**What is being asked:** Every entry must be output exactly as it is written.

[Stored items]
# # # #

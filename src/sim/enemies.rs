//! Roaming enemies
//!
//! Four independent actor kinds, each with its own spawn cadence and
//! movement rule. Every kind sets its own `dead` flag on exit; the tick
//! compacts dead entries out of the pools.

use glam::Vec2;
use serde::{Deserialize, Serialize};

use super::field::{Field, Obstacle};
use super::rng::GameRng;
use crate::consts::*;
use crate::{cell_center, cell_of};

/// Rows the flyer is allowed to roam, measured up from the bottom edge.
const FLYER_BAND_ROWS: i32 = 12;

/// Erratic flyer. Crosses horizontally while flipping its vertical leg on
/// a short random timer, staying inside the lower band of the field.
#[derive(Debug, Clone, Serialize, Deserialize)]
pub struct Flyer {
    pub pos: Vec2,
    pub speed_x: f32,
    /// +1 entering from the left, -1 from the right.
    pub dir: i32,
    pub vy: f32,
    pub turn_timer: f32,
    pub dead: bool,
}

impl Flyer {
    pub fn spawn(level: u32, rng: &mut GameRng) -> Self {
        let dir = if rng.chance(0.5) { 1 } else { -1 };
        let band_top = (ROWS - FLYER_BAND_ROWS) as f32 * CELL;
        Self {
            pos: Vec2::new(
                if dir == 1 { -CELL } else { FIELD_W + CELL },
                rng.range_f32(band_top, FIELD_H - CELL),
            ),
            speed_x: FLYER_SPEED_X + (level as f32 * 12.0).min(120.0),
            dir,
            vy: if rng.chance(0.5) {
                FLYER_SPEED_Y
            } else {
                -FLYER_SPEED_Y
            },
            turn_timer: rng.range_f32(0.4, 1.2),
            dead: false,
        }
    }

    pub fn tick(&mut self, dt: f32, rng: &mut GameRng) {
        self.pos.x += self.dir as f32 * self.speed_x * dt;

        self.turn_timer -= dt;
        if self.turn_timer <= 0.0 {
            self.vy = -self.vy;
            self.turn_timer = rng.range_f32(0.4, 1.2);
        }
        self.pos.y += self.vy * dt;

        let band_top = (ROWS - FLYER_BAND_ROWS) as f32 * CELL;
        let band_bottom = FIELD_H - CELL;
        if self.pos.y < band_top {
            self.pos.y = band_top;
            self.vy = self.vy.abs();
        } else if self.pos.y > band_bottom {
            self.pos.y = band_bottom;
            self.vy = -self.vy.abs();
        }

        if (self.dir == 1 && self.pos.x > FIELD_W + CELL)
            || (self.dir == -1 && self.pos.x < -CELL)
        {
            self.dead = true;
        }
    }
}

/// Dropper. Falls from a random column and may deposit obstacles on the
/// way down.
#[derive(Debug, Clone, Serialize, Deserialize)]
pub struct Dropper {
    pub pos: Vec2,
    pub dead: bool,
}

impl Dropper {
    pub fn spawn(rng: &mut GameRng) -> Self {
        let col = rng.range_i32(0, COLS);
        Self {
            pos: Vec2::new(cell_center(col, 0).x, -CELL),
            dead: false,
        }
    }

    pub fn tick(&mut self, dt: f32, field: &mut Field, rng: &mut GameRng) {
        self.pos.y += DROPPER_SPEED_Y * dt;

        // Deposits only into empty cells above the player zone.
        if rng.chance(DROPPER_DEPOSIT_CHANCE) {
            let (col, row) = cell_of(self.pos);
            if row >= 0 && row < ROWS - PLAYER_ROWS && !field.is_occupied(col, row) {
                field.set(col, row, Some(Obstacle::new()));
            }
        }

        if self.pos.y > FIELD_H + CELL {
            self.dead = true;
        }
    }
}

/// Ground crosser. Walks straight across an upper-field row, poisoning the
/// obstacle under its center every tick.
#[derive(Debug, Clone, Serialize, Deserialize)]
pub struct Crosser {
    pub pos: Vec2,
    pub dir: i32,
    pub dead: bool,
}

impl Crosser {
    pub fn spawn(rng: &mut GameRng) -> Self {
        let dir = if rng.chance(0.5) { 1 } else { -1 };
        let row = rng.range_i32(5, 15);
        Self {
            pos: Vec2::new(
                if dir == 1 { -CELL } else { FIELD_W + CELL },
                cell_center(0, row).y,
            ),
            dir,
            dead: false,
        }
    }

    pub fn tick(&mut self, dt: f32, field: &mut Field) {
        self.pos.x += self.dir as f32 * CROSSER_SPEED_X * dt;

        let (col, row) = cell_of(self.pos);
        if let Some(obstacle) = field.get_mut(col, row) {
            obstacle.poisoned = true;
        }

        if (self.dir == 1 && self.pos.x > FIELD_W + CELL)
            || (self.dir == -1 && self.pos.x < -CELL)
        {
            self.dead = true;
        }
    }
}

/// Saucer. Crosses the top third of the field, erasing obstacles within a
/// fixed radius of its center.
#[derive(Debug, Clone, Serialize, Deserialize)]
pub struct Saucer {
    pub pos: Vec2,
    pub dir: i32,
    pub dead: bool,
}

impl Saucer {
    pub fn spawn(rng: &mut GameRng) -> Self {
        let dir = if rng.chance(0.5) { 1 } else { -1 };
        let row = rng.range_i32(1, ROWS / 3);
        Self {
            pos: Vec2::new(
                if dir == 1 { -CELL } else { FIELD_W + CELL },
                cell_center(0, row).y,
            ),
            dir,
            dead: false,
        }
    }

    pub fn tick(&mut self, dt: f32, field: &mut Field) {
        self.pos.x += self.dir as f32 * SAUCER_SPEED_X * dt;

        // Only cells in the bounding box of the clear radius are candidates.
        let r = SAUCER_CLEAR_RADIUS;
        let (c0, r0) = cell_of(self.pos - Vec2::splat(r));
        let (c1, r1) = cell_of(self.pos + Vec2::splat(r));
        for row in r0..=r1 {
            for col in c0..=c1 {
                if field.is_occupied(col, row)
                    && cell_center(col, row).distance_squared(self.pos) <= r * r
                {
                    field.set(col, row, None);
                }
            }
        }

        if (self.dir == 1 && self.pos.x > FIELD_W + CELL)
            || (self.dir == -1 && self.pos.x < -CELL)
        {
            self.dead = true;
        }
    }
}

# # # #

**Answer area:**
filename src/sim/enemies.rs
//! Roaming enemies
//!
//! Four independent actor kinds, each with its own spawn cadence and
//! movement rule. Every kind sets its own `dead` flag on exit; the tick
//! compacts dead entries out of the pools.

use glam::Vec2;
use serde::{Deserialize, Serialize};

use super::field::{Field, Obstacle};
use super::rng::GameRng;
use crate::consts::*;
use crate::{cell_center, cell_of};

/// Rows the flyer is allowed to roam, measured up from the bottom edge.
const FLYER_BAND_ROWS: i32 = 12;

/// Erratic flyer. Crosses horizontally while flipping its vertical leg on
/// a short random timer, staying inside the lower band of the field.
#[derive(Debug, Clone, Serialize, Deserialize)]
pub struct Flyer {
    pub pos: Vec2,
    pub speed_x: f32,
    /// +1 entering from the left, -1 from the right.
    pub dir: i32,
    pub vy: f32,
    pub turn_timer: f32,
    pub dead: bool,
}

impl Flyer {
    pub fn spawn(level: u32, rng: &mut GameRng) -> Self {
        let dir = if rng.chance(0.5) { 1 } else { -1 };
        let band_top = (ROWS - FLYER_BAND_ROWS) as f32 * CELL;
        Self {
            pos: Vec2::new(
                if dir == 1 { -CELL } else { FIELD_W + CELL },
                rng.range_f32(band_top, FIELD_H - CELL),
            ),
            speed_x: FLYER_SPEED_X + (level as f32 * 12.0).min(120.0),
            dir,
            vy: if rng.chance(0.5) {
                FLYER_SPEED_Y
            } else {
                -FLYER_SPEED_Y
            },
            turn_timer: rng.range_f32(0.4, 1.2),
            dead: false,
        }
    }

    pub fn tick(&mut self, dt: f32, rng: &mut GameRng) {
        self.pos.x += self.dir as f32 * self.speed_x * dt;

        self.turn_timer -= dt;
        if self.turn_timer <= 0.0 {
            self.vy = -self.vy;
            self.turn_timer = rng.range_f32(0.4, 1.2);
        }
        self.pos.y += self.vy * dt;

        let band_top = (ROWS - FLYER_BAND_ROWS) as f32 * CELL;
        let band_bottom = FIELD_H - CELL;
        if self.pos.y < band_top {
            self.pos.y = band_top;
            self.vy = self.vy.abs();
        } else if self.pos.y > band_bottom {
            self.pos.y = band_bottom;
            self.vy = -self.vy.abs();
        }

        if (self.dir == 1 && self.pos.x > FIELD_W + CELL)
            || (self.dir == -1 && self.pos.x < -CELL)
        {
            self.dead = true;
        }
    }
}

/// Dropper. Falls from a random column and may deposit obstacles on the
/// way down.
#[derive(Debug, Clone, Serialize, Deserialize)]
pub struct Dropper {
    pub pos: Vec2,
    pub dead: bool,
}

impl Dropper {
    pub fn spawn(rng: &mut GameRng) -> Self {
        let col = rng.range_i32(0, COLS);
        Self {
            pos: Vec2::new(cell_center(col, 0).x, -CELL),
            dead: false,
        }
    }

    pub fn tick(&mut self, dt: f32, field: &mut Field, rng: &mut GameRng) {
        self.pos.y += DROPPER_SPEED_Y * dt;

        // Deposits only into empty cells above the player zone.
        if rng.chance(DROPPER_DEPOSIT_CHANCE) {
            let (col, row) = cell_of(self.pos);
            if row >= 0 && row < ROWS - PLAYER_ROWS && !field.is_occupied(col, row) {
                field.set(col, row, Some(Obstacle::new()));
            }
        }

        if self.pos.y > FIELD_H + CELL {
            self.dead = true;
        }
    }
}

/// Ground crosser. Walks straight across an upper-field row, poisoning the
/// obstacle under its center every tick.
#[derive(Debug, Clone, Serialize, Deserialize)]
pub struct Crosser {
    pub pos: Vec2,
    pub dir: i32,
    pub dead: bool,
}

impl Crosser {
    pub fn spawn(rng: &mut GameRng) -> Self {
        let dir = if rng.chance(0.5) { 1 } else { -1 };
        let row = rng.range_i32(5, 15);
        Self {
            pos: Vec2::new(
                if dir == 1 { -CELL } else { FIELD_W + CELL },
                cell_center(0, row).y,
            ),
            dir,
            dead: false,
        }
    }

    pub fn tick(&mut self, dt: f32, field: &mut Field) {
        self.pos.x += self.dir as f32 * CROSSER_SPEED_X * dt;

        let (col, row) = cell_of(self.pos);
        if let Some(obstacle) = field.get_mut(col, row) {
            obstacle.poisoned = true;
        }

        if (self.dir == 1 && self.pos.x > FIELD_W + CELL)
            || (self.dir == -1 && self.pos.x < -CELL)
        {
            self.dead = true;
        }
    }
}

/// Saucer. Crosses the top third of the field, erasing obstacles within a
/// fixed radius of its center.
#[derive(Debug, Clone, Serialize, Deserialize)]
pub struct Saucer {
    pub pos: Vec2,
    pub dir: i32,
    pub dead: bool,
}

impl Saucer {
    pub fn spawn(rng: &mut GameRng) -> Self {
        let dir = if rng.chance(0.5) { 1 } else { -1 };
        let row = rng.range_i32(1, ROWS / 3);
        Self {
            pos: Vec2::new(
                if dir == 1 { -CELL } else { FIELD_W + CELL },
                cell_center(0, row).y,
            ),
            dir,
            dead: false,
        }
    }

    pub fn tick(&mut self, dt: f32, field: &mut Field) {
        self.pos.x += self.dir as f32 * SAUCER_SPEED_X * dt;

        // Only cells in the bounding box of the clear radius are candidates.
        let r = SAUCER_CLEAR_RADIUS;
        let (c0, r0) = cell_of(self.pos - Vec2::splat(r));
        let (c1, r1) = cell_of(self.pos + Vec2::splat(r));
        for row in r0..=r1 {
            for col in c0..=c1 {
                if field.is_occupied(col, row)
                    && cell_center(col, row).distance_squared(self.pos) <= r * r
                {
                    field.set(col, row, None);
                }
            }
        }

        if (self.dir == 1 && self.pos.x > FIELD_W + CELL)
            || (self.dir == -1 && self.pos.x < -CELL)
        {
            self.dead = true;
        }
    }
}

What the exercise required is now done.